No significant between-group difference

The most common risk factors noted were obesity, smoking, and high blood pressure, and only 2% of participants had heart or lung conditions that predisposed them for severe COVID-19 infections. 

Participants recorded daily symptom severity on a 4-point scale (0, absent; 1, mild; 2, moderate; 3, severe), and the included symptoms were cough, shortness of breath or difficulty breathing, feeling feverish, chills or shivering, muscle or body aches, diarrhea, nausea, vomiting, headache, sore throat, and stuffy or runny nose.

The primary end point was sustained symptom alleviation, defined as the first of 4 consecutive days during which all symptoms that had been scored as moderate or severe and as mild or absent at baseline were scored as mild or absent and as absent, respectively, the authors said. 

"The median time to sustained alleviation of all targeted signs and symptoms of COVID-19 was 12 days in the nirmatrelvir–ritonavir group and 13 days in the placebo group (P=0.60)," the authors wrote. 

A secondary end point was COVID-19–related hospitalization or death from any cause through day 28 of the trial. Five participants (0.8%) in the nirmatrelvir–ritonavir group and 10 (1.6%) in the placebo group were hospitalized for COVID, or died from any cause by day 28.

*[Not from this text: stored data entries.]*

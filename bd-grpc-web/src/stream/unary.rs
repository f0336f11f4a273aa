// shared-core - bitdrift's common client/server libraries
// Copyright Bitdrift, Inc. All rights reserved.
//
// Use of this source code is governed by a source available license that can be found in the
// LICENSE file or at:
// https://polyformproject.org/wp-content/uploads/2020/06/PolyForm-Shield-1.0.0.txt

use super::{GrpcStream, HeaderSlot, TrailerState};
use crate::context::CallContext;
use crate::error::{Error, Result};
use crate::options::CallOptions;
use crate::request_metadata;
use crate::service::RpcShape;
use crate::status::Status;
use crate::transport::{UnaryTransport, from_header_map, to_header_map};
use bd_grpc_web_codec::{MessageCodec, Metadata, decode_frame, encode};
use parking_lot::Mutex;
use std::marker::PhantomData;
use std::sync::Arc;
use std::sync::atomic::{AtomicBool, Ordering};

// Response metadata observed during a unary exchange, whether or not it succeeded.
#[derive(Default)]
pub(crate) struct ExchangeMetadata {
  pub(crate) header: Option<Metadata>,
  pub(crate) trailer: Option<Metadata>,
}

impl ExchangeMetadata {
  fn header<C>(&mut self, options: &CallOptions<C>, header: &Metadata) {
    options.record_header(header);
    self.header = Some(header.clone());
  }

  fn trailer<C>(&mut self, options: &CallOptions<C>, trailer: &Metadata) {
    options.record_trailer(trailer);
    self.trailer = Some(trailer.clone());
  }
}

// Perform one unary call: POST a single request frame, then expect exactly one data frame followed
// by a trailer frame. A non-OK grpc-status in the response headers fails the call before the body
// is read.
pub(crate) async fn unary_exchange<C, Request, Response>(
  transport: &dyn UnaryTransport,
  context: &CallContext,
  method: &str,
  request: &Request,
  options: &CallOptions<C>,
  observed: &mut ExchangeMetadata,
) -> Result<Response>
where
  C: MessageCodec<Request> + MessageCodec<Response>,
{
  let body = encode(&MessageCodec::<Request>::marshal(
    &options.codec,
    request,
  )?)?;
  let headers = to_header_map(&request_metadata(
    context.metadata(),
    options.subtype(),
  ))?;

  log::debug!("invoking unary method {method}");
  let mut response = context
    .run(transport.send(method, headers, body))
    .await?;

  let header = from_header_map(&response.headers);
  observed.header(options, &header);

  if let Some(status) = Status::from_headers_if_present(&header)
    && !status.is_ok()
  {
    log::debug!("trailers-only response for {method}: {status}");
    observed.trailer(options, &header);
    return Err(status.into());
  }

  let first = context
    .run(async { Ok(decode_frame(&mut response.body).await?) })
    .await?;
  let Some(frame) = first else {
    return Err(Error::ProtocolViolation(
      "response ended before the response message",
    ));
  };

  if frame.is_trailer {
    let trailer = frame.trailer();
    observed.trailer(options, &trailer);
    Status::from_metadata(&trailer).into_result()?;
    return Err(Error::ProtocolViolation(
      "OK status without a response message",
    ));
  }

  let response_message = MessageCodec::<Response>::unmarshal(&options.codec, &frame.payload)?;

  let second = context
    .run(async { Ok(decode_frame(&mut response.body).await?) })
    .await?;
  match second {
    Some(frame) if frame.is_trailer => {
      let trailer = frame.trailer();
      observed.trailer(options, &trailer);
      Status::from_metadata(&trailer).into_result()?;
      Ok(response_message)
    },
    Some(_) => Err(Error::ProtocolViolation(
      "more than one message in a unary response",
    )),
    None => Err(Error::ProtocolViolation(
      "response ended before the trailer",
    )),
  }
}

//
// UnaryStream
//

// A unary call driven through the stream surface: exactly one send_msg followed by one recv_msg.
// The exchange happens on send_msg and its outcome is reported by the first recv_msg.
pub struct UnaryStream<C, Request, Response> {
  transport: Arc<dyn UnaryTransport>,
  context: CallContext,
  method: String,
  options: CallOptions<C>,
  sent: AtomicBool,
  header: HeaderSlot,
  outcome: Mutex<Option<Result<Response>>>,
  trailer: TrailerState,
  _types: PhantomData<fn(Request)>,
}

impl<C, Request, Response> UnaryStream<C, Request, Response> {
  pub(crate) fn new(
    transport: Arc<dyn UnaryTransport>,
    context: CallContext,
    method: &str,
    options: CallOptions<C>,
  ) -> Self {
    Self {
      transport,
      context,
      method: method.to_string(),
      options,
      sent: AtomicBool::new(false),
      header: HeaderSlot::default(),
      outcome: Mutex::new(None),
      trailer: TrailerState::default(),
      _types: PhantomData,
    }
  }
}

#[async_trait::async_trait]
impl<C, Request, Response> GrpcStream<Request, Response> for UnaryStream<C, Request, Response>
where
  C: MessageCodec<Request> + MessageCodec<Response>,
  Request: Sync,
  Response: Send,
{
  fn shape(&self) -> RpcShape {
    RpcShape::Unary
  }

  fn context(&self) -> &CallContext {
    &self.context
  }

  async fn header(&self) -> Result<Metadata> {
    if !self.sent.load(Ordering::Acquire) {
      return Err(Error::ContractViolation(
        "header requested before send_msg on a unary stream",
      ));
    }
    Ok(self.header.wait().await)
  }

  fn trailer(&self) -> Metadata {
    self.trailer.get()
  }

  async fn close_send(&self) -> Result<()> {
    Ok(())
  }

  async fn send_msg(&self, message: &Request) -> Result<()> {
    if self.sent.swap(true, Ordering::AcqRel) {
      return Err(Error::ContractViolation(
        "send_msg called more than once on a unary stream",
      ));
    }

    let mut observed = ExchangeMetadata::default();
    let outcome = unary_exchange(
      self.transport.as_ref(),
      &self.context,
      &self.method,
      message,
      &self.options,
      &mut observed,
    )
    .await;

    *self.outcome.lock() = Some(outcome);
    self.trailer.finish(observed.trailer.unwrap_or_default());
    self.header.publish(observed.header.unwrap_or_default());
    Ok(())
  }

  async fn recv_msg(&self) -> Result<Option<Response>> {
    if !self.sent.load(Ordering::Acquire) {
      return Err(Error::ContractViolation(
        "recv_msg called before send_msg on a unary stream",
      ));
    }
    // The outcome is stored before the header is published.
    self.header.wait().await;
    self
      .outcome
      .lock()
      .take()
      .map_or(Ok(None), |outcome| outcome.map(Some))
  }
}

"The results with respect to the numbers of Covid-19–related hospitalizations and deaths from any cause in this trial, although not significant, are consistent with and supported by recent real-world data," the authors wrote. 

Findings might not apply to older patients

The trial was notable for including younger participants: The median age was 42 years, and only 5% were 65 years of age or older.

Michael Osterholm, PhD, MPH, director of the University of Minnesota's Center for Infectious Disease Research and Policy (CIDRAP), publisher of CIDRAP News, cautioned that the study's young participant population changed how risk was defined in the study, "Can we really say an unvaccinated 18-year-old has the same risk factor as a vaccinated 89-year-old? I don't think so." Osterholm said today in today's episode of the Osterholm Update podcast.

Can we really say an unvaccinated 18-year-old has the same risk factor as a vaccinated 89-year-old? 

"We need to avoid overgeneralizing the findings to older, high-risk populations," Osterholm said. For those people, Paxlovid is still a useful first-line treatment. 

In an editorial on the study, Rajesh T. Gandhi, MD, and Martin Hirsch, MD, wrote, "As with many medical interventions, there is likely to be a gradient of benefit for nirmatrelvir–ritonavir, with the patients at highest risk for progression most likely to derive the greatest benefit."

Gandhi and Hirsch said longer-term studies on Paxlovid are warranted, to see the extent to which the drug offers protection against long COVID.